Hypothesis testing and community detection on networks with missingness and block structure
thesisposted on 06.12.2019, 14:57 by Guilherme Maia Rodrigues Gomes
Statistical analysis of networks has grown rapidly over the last few years with increasing number of applications. Graph-valued data carries additional information of dependencies which opens the possibility of modeling highly complex objects in vast number of fields such as biology (e.g. brain networks , fungi networks, genes co-expression), chemistry (e.g. molecules fingerprints), psychology (e.g. social networks) and many others (e.g. citation networks, word co-occurrences, financial systems, anomaly detection). While the inclusion of graph structure in the analysis can further help inference, simple statistical tasks in a network is very complex. For instance, the assumption of exchangeability of the nodes or the edges is quite strong, and it brings issues such as sparsity, size bias and poor characterization of the generative process of the data. Solutions to these issues include adding specific constraints and assumptions on the data generation process. In this work, we approach this problem by assuming graphs are globally sparse but locally dense, which allows exchangeability assumption to hold in local regions of the graph. We consider problems with two types of locality structure: block structure (also framed as multiple graphs or population of networks) and unstructured sparsity which can be seen as missing data. For the former, we developed a hypothesis testing framework for weighted aligned graphs; and a spectral clustering method for community detection on population of non-aligned networks. For the latter, we derive an efficient spectral clustering approach to learn the parameters of the zero inflated stochastic blockmodel.
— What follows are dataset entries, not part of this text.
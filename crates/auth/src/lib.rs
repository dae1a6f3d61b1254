//! `tallydesk-auth` — credential sign-in and session boundary.
//!
//! This crate is intentionally decoupled from HTTP and storage: it defines
//! the [`Authenticator`] seam, the discriminable error kinds the web layer
//! maps to user-facing messages, password digest handling, and the HS256
//! session token model. Wiring against the store happens in the web crate.

pub mod authenticator;
pub mod error;
pub mod password;
pub mod session;

pub use authenticator::{AuthUser, Authenticator, Credentials};
pub use error::{AuthError, SignInError};
pub use password::{hash_password, verify_password};
pub use session::{Hs256Sessions, SessionClaims, SessionError};
//! Sign-in and sign-out.
//!
//! The sign-in handler is the authentication boundary's message mapping:
//! invalid credentials get their own message, every other recognized
//! authentication failure collapses to a generic one, and anything that is
//! not an authentication verdict re-raises into the error responder.

use std::collections::BTreeMap;
use std::sync::Arc;

use axum::{
    extract::Extension,
    http::{header, StatusCode},
    response::{IntoResponse, Redirect},
    routing::post,
    Form, Json, Router,
};
use chrono::{Duration, Utc};

use tallydesk_auth::{AuthError, Credentials, SignInError};
use tallydesk_forms::{CredentialsSchema, FormState, RawFields};

use crate::app::errors::WebError;
use crate::app::services::AppServices;
use crate::middleware::SESSION_COOKIE;

const SESSION_TTL_HOURS: i64 = 12;

pub fn router() -> Router {
    Router::new()
        .route("/login", post(login))
        .route("/logout", post(logout))
}

pub async fn login(
    Extension(services): Extension<Arc<AppServices>>,
    Form(fields): Form<BTreeMap<String, String>>,
) -> Result<axum::response::Response, WebError> {
    let fields = RawFields::from(fields);

    // A submission that fails the schema is indistinguishable from a wrong
    // password: same message, no store lookup.
    let payload = match CredentialsSchema::parse(&fields) {
        Ok(payload) => payload,
        Err(_) => return Ok(invalid_credentials()),
    };

    let credentials = Credentials {
        email: payload.email,
        password: payload.password,
    };

    match services.authenticator().sign_in(&credentials).await {
        Ok(user) => {
            let token = services
                .sessions()
                .issue(user.id, &user.email, Utc::now(), Duration::hours(SESSION_TTL_HOURS))
                .map_err(|e| anyhow::anyhow!(e))?;
            let cookie = format!("{SESSION_COOKIE}={token}; Path=/; HttpOnly; SameSite=Lax");
            Ok((
                [(header::SET_COOKIE, cookie)],
                Redirect::to("/dashboard/overview"),
            )
                .into_response())
        }
        Err(SignInError::Auth(AuthError::InvalidCredentials)) => Ok(invalid_credentials()),
        Err(SignInError::Auth(e)) => {
            tracing::warn!(error = %e, "sign-in failed");
            Ok((
                StatusCode::UNAUTHORIZED,
                Json(FormState::message("Something went wrong.")),
            )
                .into_response())
        }
        // Not an authentication verdict: re-raise to the error responder.
        Err(SignInError::Internal(e)) => Err(WebError::Unexpected(e)),
    }
}

pub async fn logout() -> axum::response::Response {
    let cookie = format!("{SESSION_COOKIE}=; Path=/; HttpOnly; Max-Age=0");
    ([(header::SET_COOKIE, cookie)], Redirect::to("/login")).into_response()
}

fn invalid_credentials() -> axum::response::Response {
    (
        StatusCode::UNAUTHORIZED,
        Json(FormState::message("Invalid credentials.")),
    )
        .into_response()
}
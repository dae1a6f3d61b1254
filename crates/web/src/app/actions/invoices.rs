//! Invoice submission actions.

use chrono::Utc;

use tallydesk_core::InvoiceId;
use tallydesk_forms::{FormState, InvoiceSchema, RawFields};
use tallydesk_store::{InvoiceUpdate, NewInvoice, Store};

use crate::revalidate::Revalidator;

use super::{ActionOutcome, INVOICES_PATH};

pub async fn create_invoice(
    store: &dyn Store,
    revalidator: &dyn Revalidator,
    fields: &RawFields,
) -> ActionOutcome {
    let payload = match InvoiceSchema::parse(fields) {
        Ok(payload) => payload,
        Err(errors) => {
            return ActionOutcome::ValidationFailed(FormState::validation(
                errors,
                fields.echo(),
                "Missing Fields. Failed to Create Invoice.",
            ));
        }
    };

    let invoice = NewInvoice {
        customer_id: payload.customer_id,
        amount: payload.amount,
        status: payload.status,
        date: Utc::now().date_naive(),
    };

    if let Err(e) = store.create_invoice(invoice).await {
        tracing::error!(error = %e, "invoice insert failed");
        return ActionOutcome::PersistenceFailed(FormState::database(
            fields.echo(),
            "Database Error: Failed to Create Invoice.",
        ));
    }

    revalidator.revalidate(INVOICES_PATH);
    ActionOutcome::Succeeded {
        redirect: INVOICES_PATH,
    }
}

pub async fn update_invoice(
    store: &dyn Store,
    revalidator: &dyn Revalidator,
    id: InvoiceId,
    fields: &RawFields,
) -> ActionOutcome {
    let payload = match InvoiceSchema::parse(fields) {
        Ok(payload) => payload,
        Err(errors) => {
            return ActionOutcome::ValidationFailed(FormState::validation(
                errors,
                fields.echo(),
                "Missing Fields. Failed to Update Invoice.",
            ));
        }
    };

    let update = InvoiceUpdate {
        customer_id: payload.customer_id,
        amount: payload.amount,
        status: payload.status,
    };

    if let Err(e) = store.update_invoice(id, update).await {
        tracing::error!(error = %e, invoice_id = %id, "invoice update failed");
        return ActionOutcome::PersistenceFailed(FormState::database(
            fields.echo(),
            "Database Error: Failed to Update Invoice.",
        ));
    }

    revalidator.revalidate(INVOICES_PATH);
    ActionOutcome::Succeeded {
        redirect: INVOICES_PATH,
    }
}

/// Deletes skip validation and do not navigate; the listing the client is
/// already on refreshes via the revalidated path.
pub async fn delete_invoice(
    store: &dyn Store,
    revalidator: &dyn Revalidator,
    id: InvoiceId,
) -> Result<(), FormState> {
    if let Err(e) = store.delete_invoice(id).await {
        tracing::error!(error = %e, invoice_id = %id, "invoice delete failed");
        return Err(FormState::message("Database Error: Failed to Delete Invoice."));
    }
    revalidator.revalidate(INVOICES_PATH);
    Ok(())
}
Overall, we found that incorporating multiple local dense structures leads to a more precise and powerful local and global inference. This result indicates that this general modeling scheme allows for exchangeability assumption on the edges to hold while generating more realistic graphs. We give theoretical conditions for our proposed algorithms, and we evaluate them on synthetic and real-world datasets, we show our models are able to outperform the baselines on a number of settings.